Vasque plutôt que baignoire, un bassin à fleur de pavement occupait le centre de cette pièce-là ; le centre du bassin, à son tour, était marqué à fleur d’eau par un très gros galet dont la forme, pour rappeler les armes parlantes (dirai-je l’écu ?) du seigneur de Gamehuche, ne manquait pas de surprendre un visiteur non averti ( mieux: c’était quoique modelé probablement par les vagues, absolument ainsi que les fesses d’une colossale Vénus des cavernes). Deux trous que l’on avait percés où il fallait, dans ce caillou, laissaient à volonté sourdre l’eau chaude et l’eau froide ; et l’on perdait pied si l’on avait caprice de faire à la nage un tour de galet près du trou qui pissait froid, tandis que vers la source chaude le fond sensiblement se relevait.

La première tenture était de gaze bleue ; la seconde, intérieure, de robuste tissu huilé, d’un rouge brun, dont il se fait des suroîts et des bâches pour les canots. Celle-ci couvrait tout le plafond, d’où elle retombait jusqu’au sol derrière trois bancs de liège brut, et s’écartait devant les vitres voilées seulement de l’autre, plus légère, qui donnait à la pièce un éclairage assez comparable au jour bleuâtre que l’on a pu voir en quelque grotte marine. Derrière ce double rideau, un escalier tournant, fixé au mur, conduisait à la chambre du premier étage.

Là haut, quand nous fûmes arrivés, sans nous être attardés dans la salle de bains plus que le temps d’y jeter un petit coup d’œil, et d’admirer, nous vîmes le nègre couché paisiblement sur le lit.
Gracchus, dit Viola, laisse nous. L’ami Balthazar a besoin de se reposer.
Çava bien, dit l’autre, j’ai compris. Il n’a pas mis longtemps à devenir un Balthazar aussi , celui-là.
Et levé non sans un ou deux grognements encore, il disparut par l’ouverture du plancher. La mulâtresse rabattit une trappe. Nous fûmes seuls.

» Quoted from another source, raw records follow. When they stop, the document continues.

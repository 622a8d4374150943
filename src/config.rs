use anyhow::{Context, Result};
use serde::Deserialize;
use std::path::PathBuf;
use std::time::Duration;

/// Main configuration structure
#[derive(Debug, Clone, Default, Deserialize)]
pub struct Config {
    #[serde(default)]
    pub conceptmap: ConceptMapConfig,
    #[serde(default)]
    pub services: ServicesConfig,
    #[serde(default)]
    pub http_server: HttpServerConfig,
}

/// Skill-level configuration
#[derive(Debug, Clone, Deserialize)]
pub struct ConceptMapConfig {
    #[serde(default = "default_log_level")]
    pub log_level: String,
    /// Title shown on every visual card
    #[serde(default = "default_card_title")]
    pub card_title: String,
}

impl Default for ConceptMapConfig {
    fn default() -> Self {
        Self {
            log_level: default_log_level(),
            card_title: default_card_title(),
        }
    }
}

/// Remote lookup services (id locator + traversal)
#[derive(Debug, Clone, Deserialize)]
pub struct ServicesConfig {
    #[serde(default = "default_id_locator_url")]
    pub id_locator_url: String,
    #[serde(default = "default_traversal_url")]
    pub traversal_url: String,
    #[serde(default = "default_language")]
    pub language: String,
    /// Relationship identifier sent to the traversal service.
    /// The spoken relationship is not mapped; this one is always used.
    #[serde(default = "default_relationship_id")]
    pub relationship_id: String,
    /// Budget for one whole lookup call, retries and backoff included.
    #[serde(default = "default_timeout_ms")]
    pub timeout_ms: u64,
    #[serde(default)]
    pub max_retries: usize,
}

impl Default for ServicesConfig {
    fn default() -> Self {
        Self {
            id_locator_url: default_id_locator_url(),
            traversal_url: default_traversal_url(),
            language: default_language(),
            relationship_id: default_relationship_id(),
            timeout_ms: default_timeout_ms(),
            max_retries: 0,
        }
    }
}

impl ServicesConfig {
    pub fn timeout(&self) -> Duration {
        Duration::from_millis(self.timeout_ms)
    }
}

/// HTTP server configuration
#[derive(Debug, Clone, Deserialize)]
pub struct HttpServerConfig {
    #[serde(default = "default_http_port")]
    pub port: u16,
    #[serde(default = "default_bind_address")]
    pub bind_address: String,
    #[serde(default)]
    pub allowed_origins: Vec<String>,
}

impl Default for HttpServerConfig {
    fn default() -> Self {
        Self {
            port: default_http_port(),
            bind_address: default_bind_address(),
            allowed_origins: Vec::new(),
        }
    }
}

const MAX_RETRIES_LIMIT: usize = 5;

fn default_log_level() -> String {
    "info".to_string()
}

fn default_card_title() -> String {
    "Concept Map".to_string()
}

fn default_id_locator_url() -> String {
    "https://conceptmap.cfapps.io/idlocator".to_string()
}

fn default_traversal_url() -> String {
    "https://conceptmap.cfapps.io/traversal".to_string()
}

fn default_language() -> String {
    "en".to_string()
}

fn default_relationship_id() -> String {
    "P54".to_string()
}

fn default_timeout_ms() -> u64 {
    2500
}

fn default_http_port() -> u16 {
    8080
}

fn default_bind_address() -> String {
    "127.0.0.1".to_string()
}

impl Config {
    /// Load configuration from file
    ///
    /// Loads environment variables from .env file (if present) before loading config.
    /// Looks for config file in this order:
    /// 1. Path specified in CONCEPTMAP_CONFIG environment variable
    /// 2. ./config.toml in current directory
    pub fn load() -> Result<Self> {
        // .env is optional
        let _ = dotenv::dotenv();

        let config_path = std::env::var("CONCEPTMAP_CONFIG")
            .map(PathBuf::from)
            .unwrap_or_else(|_| PathBuf::from("config.toml"));

        let config_str = std::fs::read_to_string(&config_path)
            .with_context(|| format!("Failed to read config file: {}", config_path.display()))?;

        let config = Self::from_toml(&config_str)?;
        Ok(config)
    }

    /// Parse and validate configuration from a TOML string
    pub fn from_toml(config_str: &str) -> Result<Self> {
        let config: Config = toml::from_str(config_str).context("Failed to parse config.toml")?;

        config.validate()?;

        Ok(config)
    }

    /// Validate configuration values
    pub fn validate(&self) -> Result<()> {
        validate_service_url("services.id_locator_url", &self.services.id_locator_url)?;
        validate_service_url("services.traversal_url", &self.services.traversal_url)?;

        if self.services.language.trim().is_empty() {
            anyhow::bail!("services.language must not be empty");
        }

        if self.services.relationship_id.trim().is_empty() {
            anyhow::bail!("services.relationship_id must not be empty");
        }

        if self.services.timeout_ms == 0 {
            anyhow::bail!("services.timeout_ms must be greater than 0");
        }

        if self.services.max_retries > MAX_RETRIES_LIMIT {
            anyhow::bail!(
                "services.max_retries must be at most {} (got {})",
                MAX_RETRIES_LIMIT,
                self.services.max_retries
            );
        }

        Ok(())
    }
}

fn validate_service_url(key: &str, value: &str) -> Result<()> {
    let parsed = url::Url::parse(value).with_context(|| format!("{} is not a valid URL: {}", key, value))?;
    match parsed.scheme() {
        "http" | "https" => {}
        other => anyhow::bail!("{} must use http or https, not {}", key, other),
    }
    // Lookup parameters are appended as the query string.
    if parsed.query().is_some() || parsed.fragment().is_some() {
        anyhow::bail!("{} must not carry a query string or fragment: {}", key, value);
    }
    Ok(())
}

#[cfg(test)]
mod tests {
    use super::*;
    use std::fs;
    use std::sync::Mutex;
    use tempfile::TempDir;

    /// Serialize config tests that mutate process-wide env so they don't race.
    static CONFIG_TEST_LOCK: Mutex<()> = Mutex::new(());

    const TEST_CONFIG: &str = r#"
[conceptmap]
log_level = "debug"

[services]
id_locator_url = "http://127.0.0.1:9000/idlocator"
traversal_url = "http://127.0.0.1:9000/traversal"
timeout_ms = 500
max_retries = 2

[http_server]
port = 9090
"#;

    fn with_config_env(config_path: &std::path::Path, f: impl FnOnce()) {
        let original = std::env::var("CONCEPTMAP_CONFIG").ok();
        std::env::set_var("CONCEPTMAP_CONFIG", config_path.to_str().unwrap());
        f();
        std::env::remove_var("CONCEPTMAP_CONFIG");
        if let Some(val) = original {
            std::env::set_var("CONCEPTMAP_CONFIG", val);
        }
    }

    #[test]
    fn test_config_load_success() {
        let _lock = CONFIG_TEST_LOCK.lock().unwrap();
        let temp_dir = TempDir::new().unwrap();
        let config_path = temp_dir.path().join("config.toml");
        fs::write(&config_path, TEST_CONFIG).unwrap();
        with_config_env(&config_path, || {
            let config = Config::load();
            assert!(config.is_ok(), "Config::load() failed: {:?}", config.err());
            let config = config.unwrap();
            assert_eq!(config.conceptmap.log_level, "debug");
            assert_eq!(config.conceptmap.card_title, "Concept Map");
            assert_eq!(config.services.timeout_ms, 500);
            assert_eq!(config.services.max_retries, 2);
            assert_eq!(config.services.language, "en");
            assert_eq!(config.services.relationship_id, "P54");
            assert_eq!(config.http_server.port, 9090);
        });
    }

    #[test]
    fn test_config_invalid_path() {
        let _lock = CONFIG_TEST_LOCK.lock().unwrap();
        let temp_dir = TempDir::new().unwrap();
        with_config_env(&temp_dir.path().join("nonexistent.toml"), || {
            let config = Config::load();
            assert!(config.is_err());
            assert!(config.unwrap_err().to_string().contains("Failed to read config file"));
        });
    }

    #[test]
    fn test_empty_config_uses_defaults() {
        let config = Config::from_toml("").unwrap();
        assert_eq!(config.services.id_locator_url, "https://conceptmap.cfapps.io/idlocator");
        assert_eq!(config.services.traversal_url, "https://conceptmap.cfapps.io/traversal");
        assert_eq!(config.services.timeout(), Duration::from_millis(2500));
        assert_eq!(config.services.max_retries, 0);
        assert_eq!(config.http_server.bind_address, "127.0.0.1");
        assert!(config.http_server.allowed_origins.is_empty());
    }

    #[test]
    fn test_default_matches_empty_toml() {
        let from_toml = Config::from_toml("").unwrap();
        let default = Config::default();
        assert_eq!(from_toml.services.traversal_url, default.services.traversal_url);
        assert_eq!(from_toml.conceptmap.card_title, default.conceptmap.card_title);
        assert!(default.validate().is_ok());
    }

    #[test]
    fn test_rejects_bad_url() {
        let err = Config::from_toml("[services]\nid_locator_url = \"not a url\"\n").unwrap_err();
        assert!(err.to_string().contains("services.id_locator_url"));

        let err = Config::from_toml("[services]\ntraversal_url = \"ftp://example.com/t\"\n").unwrap_err();
        assert!(err.to_string().contains("http or https"));
    }

    #[test]
    fn test_rejects_base_url_with_query() {
        let err = Config::from_toml("[services]\nid_locator_url = \"http://localhost/idlocator?key=abc\"\n").unwrap_err();
        assert!(err.to_string().contains("query string"));

        let err = Config::from_toml("[services]\ntraversal_url = \"http://localhost/traversal#top\"\n").unwrap_err();
        assert!(err.to_string().contains("services.traversal_url"));
    }

    #[test]
    fn test_rejects_zero_timeout() {
        let err = Config::from_toml("[services]\ntimeout_ms = 0\n").unwrap_err();
        assert!(err.to_string().contains("timeout_ms"));
    }

    #[test]
    fn test_rejects_unbounded_retries() {
        let err = Config::from_toml("[services]\nmax_retries = 50\n").unwrap_err();
        assert!(err.to_string().contains("max_retries"));
    }

    #[test]
    fn test_rejects_empty_relationship() {
        let err = Config::from_toml("[services]\nrelationship_id = \"  \"\n").unwrap_err();
        assert!(err.to_string().contains("relationship_id"));
    }
}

La chambre, beaucoup plus haute que la salle de bains, était aussi plus étendue, puisque l’on avait pas eu besoin d’y faire place à l’escalier ni à cette sorte de couloir entre le mur et le rideau imperméable. Du plafond descendaient deux flots de mousseline, blanche à l’intérieur, rouge clair à l’extérieur, appliqués contre la paroi par un système étoilé de vergues à mi-hauteur d’un mât de sapin naturel, lequel portait son gracieux toit de gaze ainsi que le dais d’un petit sérail ambulant. Comme dans la pièce du bas, mais sous un meilleur éclairage, une baie vitrée laissait largement entrer le jour, que le double écran rouge et blanc teintait d’aurore ainsi qu’aux reflets d’une chair allumée par des coups de fouet. Le mât se trouvais planté au centre d’un très grand lit tout rond (où, les têtes sur des oreillers autour de la tige, les jambes divergentes, facilement eussent dormi huit personnes, et dix ou douze en cas de besoin) ; ce lit couvert de peaux à longs poils, de chèvres sans doute, teintes en rouge vif, en violet, en rose. D’autres peaux, mais de moutons et à laine courte, qui variaient seulement du rose éteint au jaune paille, servaient de tapis entre le lit et un divan circulaire qui faisait le tour de la pièce – sauf à l’endroit où débouchait l’escalier. Les peaux, de chèvres, comme sur le lit, qui chargeaient le divan, allaient d’un brun presque noir à l’ocre et à ce beige presque blanc qui est précisément la couleur isabelle. Planait sur le tout, mêlé à l’odeur fortement musquée des toisons, un parfum lourd et gras, tel qu’aux souks en Orient.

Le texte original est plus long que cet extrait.